Merck & Co (MSD) has submitted applications to the US Food and Drug Administration (FDA) and European Medicines Agency (EMA) for its 15-valent pneumococcal conjugate vaccine candidate V114.
V114 consists of pneumococcal polysaccharides from 15 serotypes conjugated to a CRM197 carrier protein and includes serotypes 22F and 33F, which are commonly associated with invasive pneumococcal disease (IND) in older adults.
In phase 2 studies, V114 has shown it can match Pfizer’s Prevnar-13 on the 13 serotypes covered by Pfizer’s vaccine in adults, with the added bonus of tackling the additional pair.
However, it fell a little short in infant studies, failing to meet the non-inferiority mark for three of Prevnar’s serotypes.
In September, Merck announced the top-line results from two phase 3 studies evaluating the safety and immunogenicity of V114.
In one study, PNEU-AGE, V114 demonstrated non-inferiority compared to Prevnar in adults aged 50 years or older for the 13 serotypes targeted by both vaccines and superiority for the additional serotypes 22F and 33F.
In another phase 3 study, PNEU-TRUE, in healthy adults aged 50 years or older, V114 met its primary immunogenicity objective by demonstrating equivalent immune responses across all 15 serotypes for three different lots of the vaccine.

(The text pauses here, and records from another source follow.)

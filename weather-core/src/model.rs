use serde::{Deserialize, Serialize};

/// Conditions right now, as reported by the provider's current-weather endpoint.
#[derive(Debug, Clone, PartialEq, Serialize, Deserialize)]
pub struct CurrentWeather {
    /// Provider's canonical city name; may differ from what the caller typed.
    pub city: String,
    pub temperature: f64,
    pub description: String,
    /// Provider icon code, e.g. "10d".
    pub icon: String,
}

/// One 3-hour slot of the 5-day forecast.
#[derive(Debug, Clone, PartialEq, Serialize, Deserialize)]
pub struct ForecastEntry {
    /// Timestamp exactly as the provider formats it ("2024-05-01 12:00:00").
    pub datetime: String,
    pub temperature: f64,
    pub description: String,
    pub icon: String,
}

/// Result of a successful lookup. Built per request and never cached.
#[derive(Debug, Clone, PartialEq, Serialize, Deserialize)]
pub struct WeatherReport {
    pub current: CurrentWeather,
    /// In provider order, which is chronological.
    pub forecast: Vec<ForecastEntry>,
}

“For more than a century, Merck inventors have developed vaccines that help tackle some of society’s biggest public health challenges, and that heritage is reflected today in our pneumococcal vaccine portfolio,” said Roy Baynes, senior vice president and head of global clinical development, chief medical officer, Merck Research Laboratories.
“These submissions for V114 help to bring us closer to offering more options to help protect against pneumococcal disease,” he added.
If approved, Merck’s V114 will most closely compete with Pfizer’s Prevnar-13, although the latter company is seeking to defend its franchise with its new generation 20-valent pneumococcal vaccine.
In October, Pfizer revealed the full analysis from a phase 3 study of its 20-valent vaccine candidate PF-06482077, which found that all 20 vaccine serotypes induced robust responses across all aged groups.
Pfizer also announced results from a proof-of-concept trial in infants aged 42 to 98 days, with the vaccine eliciting pneumococcal immune responses to all 20 serotypes one month after dose 3.
This early-age subgroup could help Pfizer to take on Merck’s challenge, if PF-06482077 continues to prove effective in this population.